Luca Varani (facebook)
Luca Varani (facebook)

Il pm Francesco Scavo ha chiesto al gip Riccardo Amoroso la convalida degli arresti e l’emissione di un’ordinanza di custodia cautelare in carcere nei confronti di Manuel Foffo e Marco Prato con l’accusa di Omicidio premeditato aggravato dalla crudeltà, dalle sevizie e dai futili motivi. I due, in preda agli effetti della droga e dell’alcol, hanno infatti ucciso il loro amico 23enne Luca Varani con la seguente motivazione: “Volevamo vedere che effetto fa”. Manuel Foffo interrogato dai carabinieri ha già confessato tutto e ora i due rischieranno una condanna all’ergastolo.

In base alle ricostruzioni fatte dagli inquirenti è stato Marco Prato ad invitare a casa la vittima. Appena entrato Luca Varani ha bevuto qualcosa che lo ha stordito e lo ha messo in condizione di non poter reagire né chiedere aiuto in alcun modo. A quel punto i due aguzzini si sono accaniti sul corpo infliggendogli lunghe e terribili torture comprese coltellate e martellate utilizzate per ucciderlo definitivamente. I carabinieri hanno trovato la vittima nuda, con tagli su tutto il corpo, segni di un legaccio al collo e il cranio sfondato.
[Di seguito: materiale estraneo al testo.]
//! "File created" notifications.
//!
//! The pipeline only needs the next created-file path, so the watcher is
//! hidden behind [`EventSource`]. [`FsWatcher`] feeds a channel from the
//! `notify` background thread; a bare `mpsc::Receiver<PathBuf>` is a source
//! too, which is what the tests drive.

use std::path::{Path, PathBuf};
use std::sync::mpsc::{self, Receiver, RecvTimeoutError};
use std::time::Duration;

use notify::event::CreateKind;
use notify::{Event, EventKind, RecommendedWatcher, RecursiveMode, Watcher};
use tracing::{debug, warn};

use crate::error::Result;

/// Outcome of waiting for the next event.
#[derive(Debug, Clone, PartialEq, Eq)]
pub enum Recv {
    Created(PathBuf),
    Timeout,
    /// The source has shut down and will deliver nothing more.
    Closed,
}

pub trait EventSource {
    /// Block up to `timeout` for the next created file.
    fn next_created(&mut self, timeout: Duration) -> Recv;
}

impl EventSource for Receiver<PathBuf> {
    fn next_created(&mut self, timeout: Duration) -> Recv {
        match self.recv_timeout(timeout) {
            Ok(path) => Recv::Created(path),
            Err(RecvTimeoutError::Timeout) => Recv::Timeout,
            Err(RecvTimeoutError::Disconnected) => Recv::Closed,
        }
    }
}

/// Recursive watch on a directory, reporting created files only.
pub struct FsWatcher {
    watcher: RecommendedWatcher,
    root: PathBuf,
    rx: Receiver<PathBuf>,
}

impl FsWatcher {
    pub fn watch(root: &Path) -> Result<Self> {
        let (tx, rx) = mpsc::channel();
        let mut watcher = notify::recommended_watcher(move |res: notify::Result<Event>| match res {
            Ok(event) => {
                for path in created_files(&event) {
                    if tx.send(path).is_err() {
                        return;
                    }
                }
            }
            Err(e) => warn!("Watch error: {}", e),
        })?;
        watcher.watch(root, RecursiveMode::Recursive)?;
        debug!("Watching {} recursively", root.display());
        Ok(Self {
            watcher,
            root: root.to_path_buf(),
            rx,
        })
    }

    /// Stop the notification thread.
    pub fn stop(mut self) {
        if let Err(e) = self.watcher.unwatch(&self.root) {
            debug!("Unwatch {} failed: {}", self.root.display(), e);
        }
    }
}

impl EventSource for FsWatcher {
    fn next_created(&mut self, timeout: Duration) -> Recv {
        self.rx.next_created(timeout)
    }
}

/// File paths of a create event; folder creations are dropped.
fn created_files(event: &Event) -> Vec<PathBuf> {
    match event.kind {
        EventKind::Create(CreateKind::Folder) => Vec::new(),
        EventKind::Create(CreateKind::File) => event.paths.clone(),
        EventKind::Create(_) => event.paths.iter().filter(|p| !p.is_dir()).cloned().collect(),
        _ => Vec::new(),
    }
}

#[cfg(test)]
mod tests {
    use super::*;
    use notify::event::{ModifyKind, RemoveKind};
    use tempfile::tempdir;

    fn event(kind: EventKind, path: &Path) -> Event {
        Event::new(kind).add_path(path.to_path_buf())
    }

    #[test]
    fn test_only_created_files_pass() {
        let dir = tempdir().unwrap();
        let p = dir.path().join("a.jpg");

        assert_eq!(created_files(&event(EventKind::Create(CreateKind::File), &p)), vec![p.clone()]);
        assert!(created_files(&event(EventKind::Create(CreateKind::Folder), &p)).is_empty());
        assert!(created_files(&event(EventKind::Modify(ModifyKind::Any), &p)).is_empty());
        assert!(created_files(&event(EventKind::Remove(RemoveKind::File), &p)).is_empty());
    }

    #[test]
    fn test_ambiguous_create_drops_directories() {
        let dir = tempdir().unwrap();
        let sub = dir.path().join("sub");
        std::fs::create_dir(&sub).unwrap();
        assert!(created_files(&event(EventKind::Create(CreateKind::Any), &sub)).is_empty());

        let file = dir.path().join("b.jpg");
        assert_eq!(
            created_files(&event(EventKind::Create(CreateKind::Any), &file)),
            vec![file]
        );
    }

    #[test]
    fn test_channel_source() {
        let (tx, mut rx) = mpsc::channel();
        tx.send(PathBuf::from("/in/x.jpg")).unwrap();
        assert_eq!(
            rx.next_created(Duration::from_millis(10)),
            Recv::Created(PathBuf::from("/in/x.jpg"))
        );
        assert_eq!(rx.next_created(Duration::from_millis(10)), Recv::Timeout);
        drop(tx);
        assert_eq!(rx.next_created(Duration::from_millis(10)), Recv::Closed);
    }
}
La fidanzata di Luca, Marta Gaia Sebastiani, lo ha voluto ricordare così: “Grazie veramente a tutti, per i pensieri, per le parole… Gente mai vista o conosciuta che mi dedica parole di conforto. E poi GRAZIE agli amici di sempre, mi sono arrivati tantissimi messaggi e chiamate. Il dolore è praticamente immenso e indescrivibile, nonostante tutto non si può fare una fine così. Vorrei che tutti si ricordassero Luca per quel ragazzo dolce e sensibile e non per quello “debole” e a volte troppo presuntuoso. Non mi interessa delle dicerie, non mi interessa di niente. Lo amo e lo amerò per sempre, ma non il Luca che era con tutti, il Luca che era con me… Anzi, il mio MASCOTTINO”.

F.B.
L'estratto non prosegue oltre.